*THE RECORDS*.

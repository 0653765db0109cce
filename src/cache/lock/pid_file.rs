//! PID-stamped lock files, the last-resort backend where OS file locks are
//! unusable (for example on some network filesystems).
//!
//! A lock is held by whoever creates the file exclusively. A lock whose
//! recorded PID no longer exists is stale and may be taken over; when the
//! PID cannot be checked, only files older than [`STALE_AFTER`] are.
//! Takeovers are serialised through a sibling `<lock>.takeover` marker and
//! re-check the stamp while holding it, so a fresh stamp is never removed.

use camino::{Utf8Path, Utf8PathBuf};
use std::fs::{self, OpenOptions};
use std::io::{self, Write};
use std::time::Duration;
use tracing::warn;

use crate::observability::LOCK_LOG_TARGET;

/// Age beyond which an unverifiable lock file is treated as abandoned.
pub(super) const STALE_AFTER: Duration = Duration::from_secs(600);

/// Age beyond which a takeover marker left by a crashed process is cleared.
const TAKEOVER_STALE_AFTER: Duration = Duration::from_secs(30);

/// Attempts to take the lock once, stealing it if the holder is gone.
pub(super) fn try_acquire(lock_path: &Utf8Path) -> io::Result<bool> {
    match create_stamp(lock_path) {
        Ok(()) => return Ok(true),
        Err(err) if err.kind() == io::ErrorKind::AlreadyExists => {}
        Err(err) => return Err(err),
    }

    if !is_stale(lock_path)? {
        return Ok(false);
    }
    let Some(_marker) = TakeoverMarker::try_claim(lock_path)? else {
        return Ok(false);
    };
    // Another waiter may have finished a takeover before the marker was ours.
    if !is_stale(lock_path)? {
        return Ok(false);
    }

    warn!(target: LOCK_LOG_TARGET, path = %lock_path, "taking over stale lock file");
    match fs::remove_file(lock_path) {
        Ok(()) => {}
        Err(err) if err.kind() == io::ErrorKind::NotFound => {}
        Err(err) => return Err(err),
    }
    match create_stamp(lock_path) {
        Ok(()) => Ok(true),
        Err(err) if err.kind() == io::ErrorKind::AlreadyExists => Ok(false),
        Err(err) => Err(err),
    }
}

/// Removes the lock file.
pub(super) fn release(lock_path: &Utf8Path) -> io::Result<()> {
    match fs::remove_file(lock_path) {
        Err(err) if err.kind() != io::ErrorKind::NotFound => Err(err),
        _ => Ok(()),
    }
}

/// Exclusive right to replace a stale stamp; removed on drop.
struct TakeoverMarker {
    path: Utf8PathBuf,
}

impl TakeoverMarker {
    fn try_claim(lock_path: &Utf8Path) -> io::Result<Option<Self>> {
        let path = takeover_path(lock_path);
        for _ in 0..2 {
            match OpenOptions::new().write(true).create_new(true).open(&path) {
                Ok(_) => return Ok(Some(Self { path })),
                Err(err) if err.kind() == io::ErrorKind::AlreadyExists => {}
                Err(err) => return Err(err),
            }
            if !older_than(&path, TAKEOVER_STALE_AFTER).unwrap_or(false) {
                return Ok(None);
            }
            warn!(target: LOCK_LOG_TARGET, path = %path, "clearing abandoned takeover marker");
            match fs::remove_file(&path) {
                Ok(()) => {}
                Err(err) if err.kind() == io::ErrorKind::NotFound => {}
                Err(err) => return Err(err),
            }
        }
        Ok(None)
    }
}

impl Drop for TakeoverMarker {
    fn drop(&mut self) {
        if let Err(err) = fs::remove_file(&self.path) {
            warn!(target: LOCK_LOG_TARGET, path = %self.path, error = %err, "failed to remove takeover marker");
        }
    }
}

fn takeover_path(lock_path: &Utf8Path) -> Utf8PathBuf {
    let name = lock_path.file_name().unwrap_or("entry.lock");
    lock_path.with_file_name(format!("{name}.takeover"))
}

fn create_stamp(lock_path: &Utf8Path) -> io::Result<()> {
    let mut file = OpenOptions::new()
        .write(true)
        .create_new(true)
        .open(lock_path)?;
    writeln!(file, "{}", std::process::id())?;
    file.sync_all()
}

fn is_stale(lock_path: &Utf8Path) -> io::Result<bool> {
    let contents = match fs::read_to_string(lock_path) {
        Ok(contents) => contents,
        Err(err) if err.kind() == io::ErrorKind::NotFound => return Ok(true),
        Err(err) => return Err(err),
    };
    // A holder that has created the file but not yet written its PID looks
    // exactly like a corrupt stamp, so only age can condemn it.
    match contents.trim().parse::<u32>() {
        Ok(pid) => match process_alive(pid) {
            Some(alive) => Ok(!alive),
            None => older_than(lock_path, STALE_AFTER),
        },
        Err(_) => older_than(lock_path, STALE_AFTER),
    }
}

fn older_than(lock_path: &Utf8Path, age: Duration) -> io::Result<bool> {
    let modified = fs::metadata(lock_path)?.modified()?;
    Ok(modified.elapsed().is_ok_and(|elapsed| elapsed >= age))
}

#[cfg(unix)]
fn process_alive(pid: u32) -> Option<bool> {
    let raw = libc::pid_t::try_from(pid).ok()?;
    if raw <= 0 {
        return None;
    }
    // SAFETY: signal 0 performs only the existence and permission check.
    let result = unsafe { libc::kill(raw, 0) };
    if result == 0 {
        return Some(true);
    }
    match io::Error::last_os_error().raw_os_error() {
        Some(libc::ESRCH) => Some(false),
        Some(libc::EPERM) => Some(true),
        _ => None,
    }
}

#[cfg(not(unix))]
const fn process_alive(_pid: u32) -> Option<bool> {
    None
}
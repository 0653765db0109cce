//! Output truncation and error rendering helpers for external commands.

use color_eyre::eyre::eyre;
use std::borrow::Cow;

use super::CommandOutput;
use crate::error::{CacheError, CacheErrorKind};

pub(crate) const OUTPUT_CHAR_LIMIT: usize = 2_048;
pub(crate) const TRUNCATION_SUFFIX: &str = "… [truncated]";

/// Builds a `CommandFailed` error carrying the exit status and captured
/// output.
pub(crate) fn render_failure(context: &str, output: &CommandOutput) -> CacheError {
    let stdout = truncate_output(String::from_utf8_lossy(&output.stdout));
    let stderr = truncate_output(String::from_utf8_lossy(&output.stderr));
    let status = output
        .exit_code
        .map_or_else(|| "terminated by signal".to_owned(), |code| format!("exit code {code}"));
    CacheError::new(
        CacheErrorKind::CommandFailed,
        eyre!("{context} ({status})\nstdout: {stdout}\nstderr: {stderr}"),
    )
}

pub(crate) fn truncate_output(text: Cow<'_, str>) -> String {
    let mut out = String::with_capacity(OUTPUT_CHAR_LIMIT + TRUNCATION_SUFFIX.len());
    let mut chars = text.chars();
    for _ in 0..OUTPUT_CHAR_LIMIT {
        match chars.next() {
            Some(ch) => out.push(ch),
            None => return text.into_owned(),
        }
    }

    if chars.next().is_none() {
        return text.into_owned();
    }

    out.push_str(TRUNCATION_SUFFIX);
    out
}
//! Internal helpers re-exported for integration tests.
//!
//! The fakes stand in for the store's collaborators: archive extraction,
//! HTTP transfers, release lookups, and process execution. Each records how
//! it was called so tests can assert on the interaction as well as the
//! outcome.

mod fakes;
mod logging;

pub use fakes::{
    FakeExtractor, FakeHttpClient, FakeLookup, FakeReleaseSource, RecordedRequest,
    RecordingRunner, asset, release,
};
pub use logging::{capture_debug_logs, capture_logs};
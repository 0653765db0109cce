//! Domain error types for the prebuilt artifact cache.

use color_eyre::Report;
use thiserror::Error;

/// Result alias for operations that may return an [`Error`].
pub type Result<T> = std::result::Result<T, Error>;

/// Result alias for cache-specific fallible operations.
pub type CacheResult<T> = std::result::Result<T, CacheError>;

/// Result alias for configuration fallible operations.
pub type ConfigResult<T> = std::result::Result<T, ConfigError>;

/// Top-level error exposed by the crate.
#[derive(Debug, Error)]
pub enum Error {
    /// Indicates resolving or populating a cache entry failed.
    #[error("cache resolution failed: {0}")]
    Cache(#[from] CacheError),
    /// Indicates configuration parsing failed.
    #[error("configuration parsing failed: {0}")]
    Config(#[from] ConfigError),
}

/// Categorises cache failures so callers can branch on structured errors.
#[derive(Debug, Clone, Copy, Default, Eq, PartialEq)]
pub enum CacheErrorKind {
    /// Represents errors without a more specific semantic meaning.
    #[default]
    Other,
    /// The entry lock could not be acquired before the timeout elapsed.
    LockTimeout,
    /// A binary-only dependency has no download declared for the pinned
    /// version.
    VersionNotFound,
    /// A download answered with a non-success HTTP status.
    HttpStatus,
    /// An external command exited unsuccessfully or could not be run.
    CommandFailed,
    /// A filesystem operation on the cache failed.
    Io,
}

/// Captures cache-specific failures.
#[derive(Debug, Error)]
#[error("{report}")]
pub struct CacheError {
    kind: CacheErrorKind,
    #[source]
    report: Report,
}

impl CacheError {
    /// Constructs a new cache error with the provided kind and diagnostic
    /// report.
    #[must_use]
    pub const fn new(kind: CacheErrorKind, report: Report) -> Self {
        Self { kind, report }
    }

    /// Wraps a filesystem error with a description of the failed operation.
    #[must_use]
    pub fn io(context: impl Into<String>, source: std::io::Error) -> Self {
        Self::new(CacheErrorKind::Io, Report::new(source).wrap_err(context.into()))
    }

    /// Returns the semantic category for this cache failure.
    #[must_use]
    pub const fn kind(&self) -> CacheErrorKind {
        self.kind
    }

    /// Borrows the underlying diagnostic report.
    #[must_use]
    pub const fn report(&self) -> &Report {
        &self.report
    }

    /// Extracts the underlying diagnostic report.
    pub fn into_report(self) -> Report {
        self.report
    }
}

impl From<Report> for CacheError {
    fn from(report: Report) -> Self {
        Self::new(CacheErrorKind::Other, report)
    }
}

impl From<std::io::Error> for CacheError {
    fn from(err: std::io::Error) -> Self {
        Self::new(CacheErrorKind::Io, Report::new(err))
    }
}

impl From<ConfigError> for CacheError {
    fn from(err: ConfigError) -> Self {
        let ConfigError(report) = err;
        Self::new(CacheErrorKind::Other, report)
    }
}

/// Captures configuration failures.
#[derive(Debug, Error)]
#[error(transparent)]
pub struct ConfigError(#[from] Report);
//! Entry point shared by the binary: resolve one entry from the environment.

use color_eyre::eyre::Context;
use tokio::runtime::{Builder, Runtime};
use tracing::info;

use crate::cache::CacheOutcome;
use crate::error::{CacheError, Result};
use crate::observability::LOG_TARGET;
use crate::settings::CacheSettings;

/// Constructs the current-thread runtime the binary drives resolution on.
fn build_runtime() -> Result<Runtime> {
    Builder::new_current_thread()
        .enable_all()
        .build()
        .context("failed to create Tokio runtime")
        .map_err(|err| CacheError::from(err).into())
}

#[expect(
    clippy::print_stdout,
    reason = "the archive path on stdout is the binary's output contract"
)]
fn print_path(path: &camino::Utf8Path) {
    println!("{path}");
}

/// Resolves the entry described by `PREBUILT_CACHE_*` variables.
///
/// On a hit the archive path is printed to standard output; a miss is
/// logged and is not an error.
///
/// # Errors
///
/// Returns configuration errors, lock timeouts, and fatal fetch failures.
pub fn run() -> Result<()> {
    let settings = CacheSettings::load()?;
    let store = settings.to_store()?;
    let request = settings.to_request()?;
    let runtime = build_runtime()?;

    match runtime.block_on(store.resolve(&request))? {
        CacheOutcome::Hit(artifact) => {
            let path = artifact.release();
            info!(target: LOG_TARGET, path = %path, "cached binaries available");
            print_path(&path);
        }
        CacheOutcome::Miss => {
            info!(
                target: LOG_TARGET,
                dependency = request.dependency.name(),
                version = request.version.as_str(),
                "no cached binaries; build from source"
            );
        }
    }
    Ok(())
}
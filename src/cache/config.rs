//! Configuration for the shared artifact cache root.
//!
//! Resolves the cache directory from environment variables with XDG-compliant
//! fallback paths.

use camino::Utf8PathBuf;
use std::path::PathBuf;

/// Subdirectory path within the XDG cache home.
const CACHE_SUBDIR: &str = "prebuilt-cache/binaries";

/// Environment variable that overrides the cache root.
pub const CACHE_DIR_ENV: &str = "PREBUILT_CACHE_DIR";

/// Resolves the cache root from environment and XDG conventions.
///
/// The resolution order is:
///
/// 1. `PREBUILT_CACHE_DIR` environment variable if set and valid UTF-8
/// 2. `$XDG_CACHE_HOME/prebuilt-cache/binaries` if `XDG_CACHE_HOME` is set
/// 3. `~/.cache/prebuilt-cache/binaries` as fallback
/// 4. `<temp>/prebuilt-cache/binaries` as last resort
///
/// # Examples
///
/// ```
/// use prebuilt_cache::cache::resolve_cache_dir;
///
/// let cache_dir = resolve_cache_dir();
/// assert!(!cache_dir.as_str().is_empty());
/// ```
#[must_use]
pub fn resolve_cache_dir() -> Utf8PathBuf {
    resolve_from_env()
        .or_else(resolve_from_xdg_cache)
        .or_else(resolve_from_home)
        .unwrap_or_else(resolve_from_temp)
}

/// Reads a non-blank environment variable as a UTF-8 path.
fn env_path(name: &str) -> Option<Utf8PathBuf> {
    let raw = std::env::var(name).ok()?;
    let trimmed = raw.trim();
    if trimmed.is_empty() {
        return None;
    }
    Utf8PathBuf::from_path_buf(PathBuf::from(trimmed)).ok()
}

fn resolve_from_env() -> Option<Utf8PathBuf> {
    env_path(CACHE_DIR_ENV)
}

fn resolve_from_xdg_cache() -> Option<Utf8PathBuf> {
    env_path("XDG_CACHE_HOME").map(|path| path.join(CACHE_SUBDIR))
}

fn resolve_from_home() -> Option<Utf8PathBuf> {
    let home = dirs::home_dir()?;
    let path = Utf8PathBuf::from_path_buf(home).ok()?;
    Some(path.join(".cache").join(CACHE_SUBDIR))
}

fn resolve_from_temp() -> Utf8PathBuf {
    Utf8PathBuf::from_path_buf(std::env::temp_dir())
        .unwrap_or_else(|_| Utf8PathBuf::from("/tmp"))
        .join(CACHE_SUBDIR)
}

#[cfg(test)]
mod tests {
    use super::*;
    use serial_test::serial;
    use temp_env::with_vars;

    #[test]
    #[serial]
    fn resolve_cache_dir_respects_explicit_env_var() {
        let expected = "/custom/cache/path";
        let result = with_vars(
            [
                (CACHE_DIR_ENV, Some(expected)),
                ("XDG_CACHE_HOME", None::<&str>),
            ],
            resolve_cache_dir,
        );
        assert_eq!(result.as_str(), expected);
    }

    #[test]
    #[serial]
    fn resolve_cache_dir_uses_xdg_cache_home_when_env_var_unset() {
        let xdg_cache = "/home/testuser/.cache";
        let result = with_vars(
            [
                (CACHE_DIR_ENV, None::<&str>),
                ("XDG_CACHE_HOME", Some(xdg_cache)),
            ],
            resolve_cache_dir,
        );
        assert_eq!(
            result.as_str(),
            format!("{xdg_cache}/{CACHE_SUBDIR}").as_str()
        );
    }

    #[test]
    #[serial]
    fn resolve_cache_dir_ignores_whitespace_only_env_var() {
        let xdg_cache = "/home/testuser/.cache";
        let result = with_vars(
            [
                (CACHE_DIR_ENV, Some("   ")),
                ("XDG_CACHE_HOME", Some(xdg_cache)),
            ],
            resolve_cache_dir,
        );
        assert_eq!(
            result.as_str(),
            format!("{xdg_cache}/{CACHE_SUBDIR}").as_str()
        );
    }
}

*PROBLEM TO WORK ON*. Exact lines only, please: output the listing from the first line to the line with "A lock whose", both included.

*ANSWER TO THIS EXERCISE*.
repository 0653765db0109cce
filename src/cache/lock/pid_file.rs
//! PID-stamped lock files, the last-resort backend where OS file locks are
//! unusable (for example on some network filesystems).
//!
//! A lock is held by whoever creates the file exclusively. A lock whose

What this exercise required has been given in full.